Chi si trovasse a fare il tifo per Biden ha certamente vissuto un momento di euforia e commozione quando il Michigan, di cui già si erano scrutinate più del 90% delle schede, si è tinto di blu e quando, fatto ancora più improvviso e sorprendente, lo stesso è avvenuto è avvenuto in Georgia con il 99% delle schede scrutinate. Reazione diversa deve essere stata quella del presidente in carica Trump, che già in campagna elettorale aveva messo in guardia il proprio elettorato dalla minaccia del voto per posta e differito che i democratici avrebbero senza alcun dubbio utilizzato come strumento per imbrogliare le carte a loro favore. Più di una volta Trump ha minacciato di non accettare il risultato delle elezioni, in particolare l’esito degli scrutini in stati tendenzialmente repubblicani come il Michigan, qualora avesse avuto il sospetto che qualcosa non quadrava, ovvero ogni qual volta la sorte non l’avesse assistito.

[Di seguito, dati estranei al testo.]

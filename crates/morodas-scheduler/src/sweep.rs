//! Sweep executor — the per-tick scan-and-fire procedure.
//! Invoked by an external cron through the gateway; stateless between
//! invocations (every durable fact lives in the store).

use std::sync::Arc;

use chrono::{DateTime, Utc};
use serde::Serialize;

use morodas_core::Result;

use crate::dispatch::WorkflowDispatcher;
use crate::recurrence::next_fire_at;
use crate::store::{DueTrigger, NewRun, RunStatus, TriggerStore};

/// Per-trigger outcome inside one sweep.
#[derive(Debug, Clone, Serialize)]
pub struct TriggerOutcome {
    pub trigger_id: String,
    pub trigger_name: String,
    pub agent_id: String,
    pub agent_name: String,
    /// Empty when no completed run was committed for this trigger.
    pub run_id: String,
    pub status: OutcomeStatus,
    #[serde(skip_serializing_if = "Option::is_none")]
    pub error: Option<String>,
}

#[derive(Debug, Clone, Copy, PartialEq, Eq, Serialize)]
#[serde(rename_all = "lowercase")]
pub enum OutcomeStatus {
    Fired,
    Error,
}

/// Aggregate result of one sweep invocation.
#[derive(Debug, Clone, Serialize)]
pub struct SweepSummary {
    /// Due triggers found by the store query.
    pub checked: usize,
    /// Triggers fired and rescheduled.
    pub fired: usize,
    /// Due triggers whose owning agent is disabled.
    pub skipped: usize,
    pub results: Vec<TriggerOutcome>,
}

/// Scans for due triggers and fires them.
pub struct SweepExecutor {
    store: Arc<dyn TriggerStore>,
    dispatcher: Option<WorkflowDispatcher>,
}

impl SweepExecutor {
    pub fn new(store: Arc<dyn TriggerStore>) -> Self {
        Self { store, dispatcher: None }
    }

    /// Attach a workflow dispatcher; fired triggers are forwarded to it
    /// before being recorded.
    pub fn with_dispatcher(mut self, dispatcher: WorkflowDispatcher) -> Self {
        self.dispatcher = Some(dispatcher);
        self
    }

    /// One sweep pass over every due trigger.
    ///
    /// A failing trigger never aborts the rest — it gets a `failed` run
    /// record and an `error` entry in the summary. Only a failing initial
    /// due-trigger query fails the whole invocation (nothing was touched,
    /// so the next tick retries naturally).
    ///
    /// Due triggers of disabled agents are counted `skipped` and left due:
    /// they fire on the first sweep after the agent is re-enabled.
    pub async fn run_sweep(&self, now: DateTime<Utc>) -> Result<SweepSummary> {
        let due = self.store.due_triggers(now)?;
        let mut summary = SweepSummary {
            checked: due.len(),
            fired: 0,
            skipped: 0,
            results: Vec::with_capacity(due.len()),
        };

        for item in due {
            if !item.agent_enabled {
                tracing::debug!(
                    "⏭️ Trigger '{}' skipped: agent '{}' is disabled",
                    item.trigger.name,
                    item.agent_name
                );
                summary.skipped += 1;
                continue;
            }

            match self.fire_one(&item, now).await {
                Ok(run_id) => {
                    tracing::info!(
                        "🔔 Trigger fired: '{}' (agent '{}')",
                        item.trigger.name,
                        item.agent_name
                    );
                    summary.fired += 1;
                    summary.results.push(TriggerOutcome {
                        trigger_id: item.trigger.id.clone(),
                        trigger_name: item.trigger.name.clone(),
                        agent_id: item.agent_id.clone(),
                        agent_name: item.agent_name.clone(),
                        run_id,
                        status: OutcomeStatus::Fired,
                        error: None,
                    });
                }
                Err(e) => {
                    tracing::warn!("⚠️ Trigger '{}' failed: {e}", item.trigger.name);
                    let failure = NewRun {
                        agent_id: item.agent_id.clone(),
                        status: RunStatus::Failed,
                        output: firing_payload(&item, now),
                        error: Some(e.to_string()),
                        duration_ms: None,
                    };
                    if let Err(record_err) = self.store.append_run(&failure) {
                        tracing::error!(
                            "Could not record failure for trigger '{}': {record_err}",
                            item.trigger.name
                        );
                    }
                    summary.results.push(TriggerOutcome {
                        trigger_id: item.trigger.id.clone(),
                        trigger_name: item.trigger.name.clone(),
                        agent_id: item.agent_id.clone(),
                        agent_name: item.agent_name.clone(),
                        run_id: String::new(),
                        status: OutcomeStatus::Error,
                        error: Some(e.to_string()),
                    });
                }
            }
        }

        Ok(summary)
    }

    /// Fire a single due trigger: dispatch to the workflow server when one
    /// is configured, then commit run record + reschedule + agent stamp as
    /// one transaction.
    async fn fire_one(&self, item: &DueTrigger, now: DateTime<Utc>) -> Result<String> {
        let started = std::time::Instant::now();
        let mut output = firing_payload(item, now);

        if let Some(dispatcher) = &self.dispatcher {
            output["workflow"] = dispatcher.dispatch(item, now).await?;
        }

        let run = NewRun {
            agent_id: item.agent_id.clone(),
            status: RunStatus::Completed,
            output,
            error: None,
            duration_ms: Some(started.elapsed().as_millis() as i64),
        };
        let next = next_fire_at(&item.trigger.schedule, now);
        self.store.record_fire(&item.trigger.id, &run, now, next)
    }
}

fn firing_payload(item: &DueTrigger, now: DateTime<Utc>) -> serde_json::Value {
    serde_json::json!({
        "trigger_id": item.trigger.id,
        "trigger_name": item.trigger.name,
        "fired_at": now.to_rfc3339(),
    })
}

#[cfg(test)]
mod tests {
    use super::*;
    use crate::trigger::{Frequency, Schedule, Trigger};
    use chrono::TimeZone;
    use std::sync::Mutex;

    /// In-memory store fake. `record_fire` succeeds unless the trigger id
    /// is listed in `fail_ids`.
    #[derive(Default)]
    struct FakeStore {
        due: Vec<DueTrigger>,
        fail_ids: Vec<String>,
        runs: Mutex<Vec<NewRun>>,
        fires: Mutex<Vec<(String, DateTime<Utc>, DateTime<Utc>)>>,
    }

    impl TriggerStore for FakeStore {
        fn due_triggers(&self, _now: DateTime<Utc>) -> Result<Vec<DueTrigger>> {
            Ok(self.due.clone())
        }

        fn append_run(&self, run: &NewRun) -> Result<String> {
            self.runs.lock().unwrap().push(run.clone());
            Ok(format!("run-{}", self.runs.lock().unwrap().len()))
        }

        fn record_fire(
            &self,
            trigger_id: &str,
            run: &NewRun,
            last_fired_at: DateTime<Utc>,
            next_fire_at: DateTime<Utc>,
        ) -> Result<String> {
            if self.fail_ids.iter().any(|id| id == trigger_id) {
                return Err(morodas_core::MorodasError::Storage("disk full".into()));
            }
            self.runs.lock().unwrap().push(run.clone());
            self.fires
                .lock()
                .unwrap()
                .push((trigger_id.to_string(), last_fired_at, next_fire_at));
            Ok(format!("run-{}", self.runs.lock().unwrap().len()))
        }
    }

    fn now() -> DateTime<Utc> {
        Utc.with_ymd_and_hms(2026, 3, 11, 1, 0, 0).unwrap()
    }

    fn due_item(id: &str, agent_enabled: bool) -> DueTrigger {
        let schedule = Schedule {
            frequency: Frequency::Daily,
            day_of_week: None,
            day_of_month: None,
            hour: 9,
            minute: 0,
        };
        // created in the past so the trigger is due at `now()`
        let created = Utc.with_ymd_and_hms(2026, 3, 1, 0, 0, 0).unwrap();
        let mut trigger = Trigger::new(&format!("agent-{id}"), &format!("trigger-{id}"), schedule, true, created);
        trigger.id = id.to_string();
        DueTrigger {
            trigger,
            agent_id: format!("agent-{id}"),
            agent_name: format!("Agent {id}"),
            agent_enabled,
        }
    }

    #[tokio::test]
    async fn test_sweep_fires_due_and_skips_disabled_agents() {
        let store = Arc::new(FakeStore {
            due: vec![due_item("a", true), due_item("b", true), due_item("c", false)],
            ..Default::default()
        });
        let summary = SweepExecutor::new(store.clone()).run_sweep(now()).await.unwrap();

        assert_eq!(summary.checked, 3);
        assert_eq!(summary.fired, 2);
        assert_eq!(summary.skipped, 1);
        assert_eq!(summary.results.len(), 2);
        // exactly one run record per fired trigger, none for the skipped one
        assert_eq!(store.runs.lock().unwrap().len(), 2);
        // the skipped trigger was not rescheduled
        assert!(!store.fires.lock().unwrap().iter().any(|(id, _, _)| id == "c"));
    }

    #[tokio::test]
    async fn test_fired_triggers_advance_past_now() {
        let store = Arc::new(FakeStore { due: vec![due_item("a", true)], ..Default::default() });
        SweepExecutor::new(store.clone()).run_sweep(now()).await.unwrap();

        let fires = store.fires.lock().unwrap();
        assert_eq!(fires.len(), 1);
        let (_, last_fired, next) = &fires[0];
        assert_eq!(*last_fired, now());
        assert!(*next > now());
    }

    #[tokio::test]
    async fn test_one_failure_does_not_abort_the_rest() {
        let store = Arc::new(FakeStore {
            due: vec![due_item("bad", true), due_item("ok", true)],
            fail_ids: vec!["bad".into()],
            ..Default::default()
        });
        let summary = SweepExecutor::new(store.clone()).run_sweep(now()).await.unwrap();

        assert_eq!(summary.fired, 1);
        let errored: Vec<_> = summary
            .results
            .iter()
            .filter(|r| r.status == OutcomeStatus::Error)
            .collect();
        assert_eq!(errored.len(), 1);
        assert_eq!(errored[0].trigger_id, "bad");
        assert!(errored[0].run_id.is_empty());

        // the failed trigger still got its (failed) run record
        let runs = store.runs.lock().unwrap();
        assert_eq!(runs.len(), 2);
        assert!(runs.iter().any(|r| r.status == RunStatus::Failed && r.error.is_some()));
    }

    #[tokio::test]
    async fn test_empty_sweep() {
        let store = Arc::new(FakeStore::default());
        let summary = SweepExecutor::new(store).run_sweep(now()).await.unwrap();
        assert_eq!(summary.checked, 0);
        assert_eq!(summary.fired, 0);
        assert!(summary.results.is_empty());
    }
}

La verità è che limitarsi alla visione di uno Stato come storicamente repubblicano o democratico, rosso o blu sulla cartina, non basta né per raggiungere una comprensione soddisfacente delle dinamiche interne né tantomeno per rivendicarne l’influenza. Nonostante il sistema elettorale statunitense favorisca letteralmente una lotta all’ultima scheda tra i due sfidanti, la cui vittoria dipende non dal numero di voti ricevuti in termini assoluti di popolazione, ma da quello complessivo dei cosiddetti grandi elettori degli Stati in cui il candidato abbia ottenuto la maggioranza, a fare la differenza è comunque il singolo cittadino che si reca alle urne. A tingere di azzurro Michigan e Georgia non sono state schede truccate, come vorrebbe Trump, ma i cittadini di quei distretti in cui delle riforme di Trump non se ne può più.